Rose McInnis. Rose. She had become, soon after her twentieth birthday, the wife of an old doctor of the community, Clay McInnis. Why she should have consented to such a marriage Jack never heard, and she never said. The town, as usual, was willing to supply any motive that was not announced. She had married him, had seduced him into marriage, the town declared, in order to inherit his farm and other worldly goods, for which it was thought that he would soon have no further use. He lived thirteen more years—to Rose’s deep consternation, the town supposed, though it did not know, for Rose and her old doctor passed those years quietly, mainly within the bounds of the tiny farm, with its brick cottage and log barn, on the town’s edge. The doctor’s practice had been largely taken up by a younger man, and only a few of the old patients remained faithful and came to the cottage to be cured, or if not cured then at least soundly lectured, by old McInnis whose indignation against the weaknesses of the flesh became stronger as his own flesh weakened. Rose surrounded the little house with flowers and kept a garden, a flock of hens, and a cow. She knew the town’s judgment of her, but though the decent, comfortable life she made for her old husband deserved a better one, she signified no wish to have it changed. She kept to herself, asked for nothing, and on her infrequent trips to the store to make purchases or to market eggs and cream, there would be a tightness in the corners of her mouth, a certain tilt to her head, suggesting that she had made a judgment of her own.

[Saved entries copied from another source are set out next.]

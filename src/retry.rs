use crate::cancel::sleep_with_cancel;
use crate::types::RetryConfig;
use crate::LastFmError;
use std::future::Future;
use tokio::sync::watch;

/// Result of a retry operation with context
#[derive(Debug)]
pub struct RetryResult<T> {
    /// The successful result
    pub result: T,
    /// Number of attempts made, including the successful one
    pub attempts_made: u32,
}

/// Why a retried operation gave up.
#[derive(Debug, PartialEq)]
pub enum RetryFailure {
    /// Every attempt failed with a retryable error.
    Exhausted {
        /// Number of attempts made
        attempts: u32,
        /// Error returned by the final attempt
        last_error: LastFmError,
    },
    /// A non-retryable error (or cancellation) stopped the loop early.
    Aborted(LastFmError),
}

/// Execute an async operation with a bounded, fixed-backoff retry policy.
///
/// The operation runs at most `config.effective_attempts()` times. Between two
/// attempts the helper waits `config.backoff`, waking early if the session is
/// cancelled. Errors for which [`LastFmError::is_retryable`] is false end the
/// loop immediately.
///
/// # Arguments
/// * `config` - Retry configuration
/// * `operation_name` - Name of the operation for logging
/// * `cancel_rx` - Optional cancellation receiver honoured during backoff
/// * `operation` - Async function that returns a Result
/// * `on_retry` - Callback invoked before each backoff with (failed attempt, error)
pub async fn retry_with_backoff<T, F, Fut, OnRetry>(
    config: &RetryConfig,
    operation_name: &str,
    cancel_rx: Option<watch::Receiver<bool>>,
    mut operation: F,
    mut on_retry: OnRetry,
) -> std::result::Result<RetryResult<T>, RetryFailure>
where
    F: FnMut(u32) -> Fut,
    Fut: Future<Output = crate::Result<T>>,
    OnRetry: FnMut(u32, &LastFmError),
{
    let max_attempts = config.effective_attempts();
    let mut attempt = 0;

    loop {
        attempt += 1;
        match operation(attempt).await {
            Ok(result) => {
                if attempt > 1 {
                    log::debug!("{operation_name} succeeded on attempt {attempt}/{max_attempts}");
                }
                return Ok(RetryResult {
                    result,
                    attempts_made: attempt,
                });
            }
            Err(error) if !error.is_retryable() => {
                return Err(RetryFailure::Aborted(error));
            }
            Err(error) => {
                if attempt >= max_attempts {
                    log::warn!(
                        "{operation_name} failed after {attempt} attempts, giving up: {error}"
                    );
                    return Err(RetryFailure::Exhausted {
                        attempts: attempt,
                        last_error: error,
                    });
                }

                log::info!(
                    "{operation_name} failed ({error}). Waiting {}ms before attempt {} of {max_attempts}",
                    config.backoff.as_millis(),
                    attempt + 1,
                );
                on_retry(attempt, &error);

                sleep_with_cancel(cancel_rx.clone(), config.backoff)
                    .await
                    .map_err(RetryFailure::Aborted)?;
            }
        }
    }
}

The death of the old doctor did not change her life—a fact that the town found more enduringly worthy of notice and comment than any change it might have made. If she had quickly remarried, or sold everything and moved away, the town would have noted with pleasure the fulfillment of its expectations and turned to other matters. But the old doctor made his silent trip to the graveyard and things went on as before. The farmer who had grown the crops on the little place went on growing them. When her cow was fresh and her hens were laying, Rose appeared at regular intervals, walking through town with a basket of eggs and a bucket of cream. The little house looked the same as ever: in winter lonely and small beneath the halted black fountain of its old elm; in summer half buried in flowers, veiled in bee hum and bird song. Port William knew no other place like it.